Quest spielt eine "Great Highland Bagpipe" in der Bauart des 18. Jahrhunderts, entweder mit einer Spielpfeife der heute noch beliebten B-Stimmung, oder mit einer, die einem nach der Vorlage eines Originalinstrumentes von 1785 gebaut ist. Dieses Instrument klingt einen Halbton tiefer und etwas milder als heutige Highland-Pipes.
Welche dieser beiden Melodiepfeifen zum Einsatz kommt entscheidet sich nicht zuletzt nach den akustischen Gegebenheiten des Auftrittsortes.
Bei schwierigen akustischen Bedingungen kann eine ½- oder ¾-Size-Highland-Bagpipe verwendet werden, wie sie 1760 von Joseph MacDonald beschrieben wurde.

Border-Pipe nach 1740

Der "Star" des Instrumentariums ist eine "Border-Pipe", historisch "Reel-Pipe" genannt, gebaut aus Pyrenäen-Buchsbaum nach Plänen von ca. 1740.
Tonumfang, Klangfarbe und Spieltechnik sind wie die der "Highland Bagpipes", aber viel leiser und milder.

Union-Pipe

Eine "Union-Pipe", auch bekannt als "Uilleann-Pipe" oder Irish Pipes (Half-Set) Diese Sackpfeife hat sich ab ca. 1760 aus den "Pastoral-" oder "New Bagpipes" entwickelt, einem Instrument der städtischen Oberschicht in ganz GB und Irland. Die Union-Pipes spielen über zwei oktaven und haben Silberklappen für alle Halbtöne.

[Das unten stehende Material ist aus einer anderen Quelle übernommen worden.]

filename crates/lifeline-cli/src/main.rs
mod command;
mod util;

fn main() -> anyhow::Result<()> {
    command::run()
}
//! CART-style binary decision trees.
//!
//! A tree is stored as an arena of [`Node`]s with the root at index 0; children always have
//! larger indices than their parent. Splits send `x[feature] <= threshold` to the left child.
//!
//! # Growing
//!
//! A node becomes a leaf when any of these hold:
//!
//! - its depth reached [`ForestParams::max_depth`]
//! - it holds fewer than [`ForestParams::min_samples_split`] samples
//! - all of its samples share one label
//! - no examined feature takes more than one value inside the node
//!
//! Otherwise features are visited in random order until
//! [`ForestParams::features_per_split`] non-constant ones have been examined, and the split
//! with the lowest weighted Gini impurity wins (earlier candidates win ties).

use lifeline_features::label::Label;
use rand::{Rng, seq::SliceRandom as _};
use serde::{Deserialize, Serialize};

use crate::{ForestError, params::ForestParams};

/// Number of training samples of each class that reached a node.
#[derive(Debug, Clone, Copy, Default, PartialEq, Eq, Serialize, Deserialize)]
pub struct ClassCounts {
    pub alive: usize,
    pub dead: usize,
}

impl ClassCounts {
    fn from_samples(samples: &[usize], labels: &[Label]) -> Self {
        let mut counts = Self::default();
        for &i in samples {
            counts.add(labels[i]);
        }
        counts
    }

    fn add(&mut self, label: Label) {
        match label {
            Label::Alive => self.alive += 1,
            Label::Dead => self.dead += 1,
        }
    }

    #[must_use]
    pub fn total(&self) -> usize {
        self.alive + self.dead
    }

    fn is_pure(&self) -> bool {
        self.alive == 0 || self.dead == 0
    }

    #[expect(clippy::cast_precision_loss)]
    fn gini(&self) -> f64 {
        let total = self.total();
        if total == 0 {
            return 0.0;
        }
        let alive = self.alive as f64 / total as f64;
        let dead = self.dead as f64 / total as f64;
        1.0 - alive * alive - dead * dead
    }

    /// Majority class; an even split votes [`Label::Dead`].
    #[expect(clippy::cast_precision_loss)]
    #[must_use]
    pub fn majority(&self) -> Label {
        if self.total() == 0 {
            return Label::Dead;
        }
        Label::from_alive_share(self.alive as f64 / self.total() as f64)
    }
}

#[derive(Debug, Clone, PartialEq, Serialize, Deserialize)]
#[serde(tag = "kind", rename_all = "snake_case")]
pub enum Node {
    Leaf {
        counts: ClassCounts,
        vote: Label,
    },
    Split {
        feature: usize,
        threshold: f64,
        left: usize,
        right: usize,
    },
}

impl Node {
    fn leaf(counts: ClassCounts) -> Self {
        Self::Leaf {
            counts,
            vote: counts.majority(),
        }
    }
}

#[derive(Debug, Clone, Copy)]
struct Split {
    feature: usize,
    threshold: f64,
    impurity: f64,
}

/// A single fitted tree of the ensemble.
#[derive(Debug, Clone, PartialEq, Serialize, Deserialize)]
pub struct DecisionTree {
    nodes: Vec<Node>,
}

impl DecisionTree {
    /// Grows a tree over the rows listed in `samples` (indices may repeat).
    ///
    /// `rows` must all have `feature_count` columns and `labels` must be parallel to `rows`.
    pub fn fit<R>(
        rows: &[Vec<f64>],
        labels: &[Label],
        samples: Vec<usize>,
        feature_count: usize,
        params: &ForestParams,
        rng: &mut R,
    ) -> Self
    where
        R: Rng + ?Sized,
    {
        let mut builder = TreeBuilder {
            rows,
            labels,
            params,
            feature_count,
            features_per_split: ForestParams::features_per_split(feature_count),
            rng,
            nodes: vec![],
        };
        builder.grow(samples, 0);
        Self {
            nodes: builder.nodes,
        }
    }

    /// Predicts the leaf vote for `x`. `x` must have the fitted number of features.
    #[must_use]
    pub fn predict(&self, x: &[f64]) -> Label {
        let mut index = 0;
        loop {
            match &self.nodes[index] {
                Node::Leaf { vote, .. } => return *vote,
                Node::Split {
                    feature,
                    threshold,
                    left,
                    right,
                } => index = if x[*feature] <= *threshold { *left } else { *right },
            }
        }
    }

    #[must_use]
    pub fn nodes(&self) -> &[Node] {
        &self.nodes
    }

    /// Length of the longest root-to-leaf path.
    #[must_use]
    pub fn depth(&self) -> usize {
        let mut depths = vec![0; self.nodes.len()];
        let mut max_depth = 0;
        for (i, node) in self.nodes.iter().enumerate() {
            max_depth = max_depth.max(depths[i]);
            if let Node::Split { left, right, .. } = node {
                depths[*left] = depths[i] + 1;
                depths[*right] = depths[i] + 1;
            }
        }
        max_depth
    }

    /// Checks the structural invariants a deserialized tree must uphold before it is walked.
    pub(crate) fn validate(&self, tree: usize, feature_count: usize) -> Result<(), ForestError> {
        if self.nodes.is_empty() {
            return Err(ForestError::CorruptTree { tree, node: 0 });
        }
        for (i, node) in self.nodes.iter().enumerate() {
            if let Node::Split {
                feature,
                left,
                right,
                ..
            } = node
            {
                let in_range = |child: usize| child > i && child < self.nodes.len();
                if *feature >= feature_count || !in_range(*left) || !in_range(*right) {
                    return Err(ForestError::CorruptTree { tree, node: i });
                }
            }
        }
        Ok(())
    }
}

struct TreeBuilder<'a, R: ?Sized> {
    rows: &'a [Vec<f64>],
    labels: &'a [Label],
    params: &'a ForestParams,
    feature_count: usize,
    features_per_split: usize,
    rng: &'a mut R,
    nodes: Vec<Node>,
}

impl<R> TreeBuilder<'_, R>
where
    R: Rng + ?Sized,
{
    fn push(&mut self, node: Node) -> usize {
        self.nodes.push(node);
        self.nodes.len() - 1
    }

    fn grow(&mut self, samples: Vec<usize>, depth: usize) -> usize {
        let counts = ClassCounts::from_samples(&samples, self.labels);
        let splittable = depth < self.params.max_depth
            && samples.len() >= self.params.min_samples_split
            && !counts.is_pure();
        let split = if splittable {
            self.best_split(&samples, counts)
        } else {
            None
        };
        let Some(split) = split else {
            return self.push(Node::leaf(counts));
        };

        // placeholder, replaced once both children exist
        let index = self.push(Node::leaf(counts));
        let rows = self.rows;
        let (left, right): (Vec<usize>, Vec<usize>) = samples
            .into_iter()
            .partition(|&i| rows[i][split.feature] <= split.threshold);
        let left = self.grow(left, depth + 1);
        let right = self.grow(right, depth + 1);
        self.nodes[index] = Node::Split {
            feature: split.feature,
            threshold: split.threshold,
            left,
            right,
        };
        index
    }

    fn best_split(&mut self, samples: &[usize], parent: ClassCounts) -> Option<Split> {
        let mut features = (0..self.feature_count).collect::<Vec<_>>();
        features.shuffle(&mut *self.rng);

        let mut best: Option<Split> = None;
        let mut examined = 0;
        let mut column = Vec::with_capacity(samples.len());
        for feature in features {
            if examined >= self.features_per_split {
                break;
            }
            column.clear();
            column.extend(samples.iter().map(|&i| (self.rows[i][feature], self.labels[i])));
            column.sort_by(|a, b| a.0.total_cmp(&b.0));

            let Some(candidate) = best_threshold(&column, parent, feature) else {
                // constant inside this node
                continue;
            };
            examined += 1;
            if best.is_none_or(|b| candidate.impurity < b.impurity) {
                best = Some(candidate);
            }
        }
        best
    }
}

#[expect(clippy::cast_precision_loss)]
fn best_threshold(column: &[(f64, Label)], parent: ClassCounts, feature: usize) -> Option<Split> {
    let n = column.len() as f64;
    let mut left = ClassCounts::default();
    let mut best: Option<Split> = None;
    for pair in column.windows(2) {
        let (value, label) = pair[0];
        let next = pair[1].0;
        left.add(label);
        if next <= value {
            continue;
        }
        let right = ClassCounts {
            alive: parent.alive - left.alive,
            dead: parent.dead - left.dead,
        };
        let impurity =
            (left.total() as f64 * left.gini() + right.total() as f64 * right.gini()) / n;
        if best.is_none_or(|b| impurity < b.impurity) {
            let mut threshold = value / 2.0 + next / 2.0;
            if threshold >= next {
                threshold = value;
            }
            best = Some(Split {
                feature,
                threshold,
                impurity,
            });
        }
    }
    best
}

Dem "Half-Set" fehlen die Harmoniepfeifen "Regulators".

Scottish Smallpipes

Eine "Scottish Smallpipe" in C, gebaut in Anlehnung an die "Montgomery-Smallpipe" von 1757. Die Smallpipes sind eng verwandt mit der französischen "Musette de Cour" und dem norddeutschen Hümmelchen
Sie unterscheiden sich von den anderen Sackpfeifen dadurch, dass ihre Spielpfeifen eine zylindische Bohrung statt einer konischen haben. Durch ihren sanften und tiefen Klang sind sie gut zur Gesangsbegleitung geeignet.

Schäferpfeife

Eine "Schäferpfeife" oder "Cornemuse", also eine französische Sackpfeife, wie sie in dieser Stimmung (G) im zentralfranzösischen Berry und in diesem Design in Flandern seit dem 16. Jh. bis heute gespielt wird. Ein ganz ähnliches Instrument ist in Deutschland um 1700 ausgestorben.

Duo Rebel's Menuet

Für Quest ist es erfreulich, wenn er so oft wie möglich zusammen mit Johanna Wildhack auftreten kann. Sie spielt Barockvioline und Viola, ggf auch Nyckelharpa.